ENGL 309A -- Summer Quarter 2014

THEORIES OF READING (Theories of Reading) Hansen TTh 7:00-8:50p 11337

(Evening Degree Program)

English 309 introduces students to questions of what it means to read. At the root of the course is a series of questions: How do a series of ink marks, arranged on sheets of flattened wood pulp that are glued or sewn together—in other words, writing and books—become the kinds of things that transform individuals and cultures? What do we bring to the act of reading—as cultures and individuals—that transforms what and how we read? And, what does it mean to think critically about the possibilities and limits of reading?
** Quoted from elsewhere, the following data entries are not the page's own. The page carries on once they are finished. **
//! # State Module
//!
//! Everything one shell session holds. Nothing outlives the process.
//!
//! ```text
//! ┌─────────────────────────────────────────────────────────────────────────┐
//! │                    Session State                                        │
//! │                                                                         │
//! │  ┌──────────────┐  ┌──────────────┐  ┌──────────────────┐              │
//! │  │    Books     │  │     Cart     │  │   WarungConfig   │              │
//! │  │              │  │              │  │                  │              │
//! │  │  products    │  │  Kasir lines │  │  store name      │              │
//! │  │  records     │  │  (cleared by │  │  walk-in name    │              │
//! │  │  journal     │  │   checkout)  │  │  markup, min     │              │
//! │  └──────────────┘  └──────────────┘  └──────────────────┘              │
//! │                                                                         │
//! │  today: the business date used for defaults and report periods        │
//! └─────────────────────────────────────────────────────────────────────────┘
//! ```
//!
//! The shell is single-threaded, so the session is owned outright and
//! handed to commands as `&mut Session`.

mod config;

pub use config::{BooksSection, StoreSection, WarungConfig, CONFIG_FILE_NAME};

use chrono::NaiveDate;
use warung_core::{Cart, Product};
use warung_store::{Books, StoreError};

use crate::error::CliResult;

#[derive(Debug, Clone)]
pub struct Session {
    books: Books,
    cart: Cart,
    config: WarungConfig,
    today: NaiveDate,
}

impl Session {
    /// Starts with empty books configured from `config`.
    pub fn new(config: WarungConfig, today: NaiveDate) -> Self {
        Session {
            books: Books::new(config.to_settings()),
            cart: Cart::new(),
            config,
            today,
        }
    }

    pub fn books(&self) -> &Books {
        &self.books
    }

    pub fn books_mut(&mut self) -> &mut Books {
        &mut self.books
    }

    pub fn cart(&self) -> &Cart {
        &self.cart
    }

    pub fn cart_mut(&mut self) -> &mut Cart {
        &mut self.cart
    }

    /// Books and cart together, for checkout.
    pub fn books_and_cart(&mut self) -> (&mut Books, &mut Cart) {
        (&mut self.books, &mut self.cart)
    }

    pub fn config(&self) -> &WarungConfig {
        &self.config
    }

    pub fn today(&self) -> NaiveDate {
        self.today
    }

    /// `date`, or today when absent.
    pub fn date_or_today(&self, date: Option<NaiveDate>) -> NaiveDate {
        date.unwrap_or(self.today)
    }

    /// Looks a product up by id or exact name and returns a copy.
    pub fn product(&self, id_or_name: &str) -> CliResult<Product> {
        Ok(self.books.find_product(id_or_name)?.clone())
    }

    /// Resolves a cart line by product id or name, also for products that
    /// were deleted after being put in the cart.
    pub fn cart_line_id(&self, id_or_name: &str) -> CliResult<String> {
        let needle = id_or_name.trim();
        self.cart
            .items()
            .iter()
            .find(|i| i.product_id == needle || i.name.eq_ignore_ascii_case(needle))
            .map(|i| i.product_id.clone())
            .ok_or_else(|| StoreError::not_found("Cart line", needle).into())
    }
}
impl JournalSummary {
    pub fn from_entries<'a, I>(entries: I) -> Self
    where
        I: IntoIterator<Item = &'a JournalEntry>,
    {
        let mut summary = JournalSummary {
            entries: 0,
            total_debit: Money::zero(),
            total_credit: Money::zero(),
            is_balanced: true,
        };
        for entry in entries {
            summary.entries += 1;
            summary.total_debit += entry.total_debit();
            summary.total_credit += entry.total_credit();
        }
        summary.is_balanced = summary.total_debit == summary.total_credit;
        summary
    }
}

#[derive(Debug, Clone, PartialEq, Eq, Serialize, Deserialize, TS)]
#[serde(rename_all = "camelCase")]
#[ts(export)]
pub struct TrialBalanceRow {
    pub account: String,
    pub class: AccountClass,
    pub debit: Money,
    pub credit: Money,
    /// Balance on the account's normal side; negative when it runs the other way.
    pub balance: Money,
}

/// Per-account totals over a set of journal entries.
#[derive(Debug, Clone, PartialEq, Eq, Serialize, Deserialize, TS)]
#[serde(rename_all = "camelCase")]
#[ts(export)]
pub struct TrialBalance {
    pub rows: Vec<TrialBalanceRow>,
    pub total_debit: Money,
    pub total_credit: Money,
}

impl TrialBalance {
    pub fn from_entries<'a, I>(entries: I) -> Self
    where
        I: IntoIterator<Item = &'a JournalEntry>,
    {
        let mut sides: BTreeMap<String, (Money, Money)> = BTreeMap::new();
        for entry in entries {
            for line in &entry.debit {
                sides.entry(line.account.clone()).or_default().0 += line.amount;
            }
            for line in &entry.credit {
                sides.entry(line.account.clone()).or_default().1 += line.amount;
            }
        }

        let rows: Vec<TrialBalanceRow> = sides
            .into_iter()
            .map(|(account, (debit, credit))| {
                let class = AccountClass::of(&account);
                let balance = if class.is_debit_normal() {
                    debit - credit
                } else {
                    credit - debit
                };
                TrialBalanceRow {
                    account,
                    class,
                    debit,
                    credit,
                    balance,
                }
            })
            .collect();

        TrialBalance {
            total_debit: rows.iter().map(|r| r.debit).sum(),
            total_credit: rows.iter().map(|r| r.credit).sum(),
            rows,
        }
    }

    pub fn is_balanced(&self) -> bool {
        self.total_debit == self.total_credit
    }

    pub fn row(&self, account: &str) -> Option<&TrialBalanceRow> {
        self.rows.iter().find(|r| r.account == account)
    }
}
With these questions in mind, our class will read a handful of literary texts (Shakespeare’s King Lear, Lawrence Sterne’s Tristram Shandy, Thomas De Quincey’s “On Murder Considered as One of the Fine Arts,” and Alice Walker’s The Color Purple) and theoretical texts to investigate issues including the materiality of books; the physical, intellectual, and emotional acts of reading; the relationships between readers and writers; the difference between reading academically and for “pleasure;” and how the development of film and television and the shift to digital formats influences the ways we think about reading. Course work will consist of regular short informal writing assignments, a longer formal essay, exams, and regular course involvement.

Course Texts:
Shakespeare, King Lear (Norton): 978-0393926644.
Sterne, Tristram Shady (Norton): 978-0393950342.
De Quincey, On Murder (Oxford): 978-0199539048.
Walker, The Color Purple (Harcourt): 978-0156028356.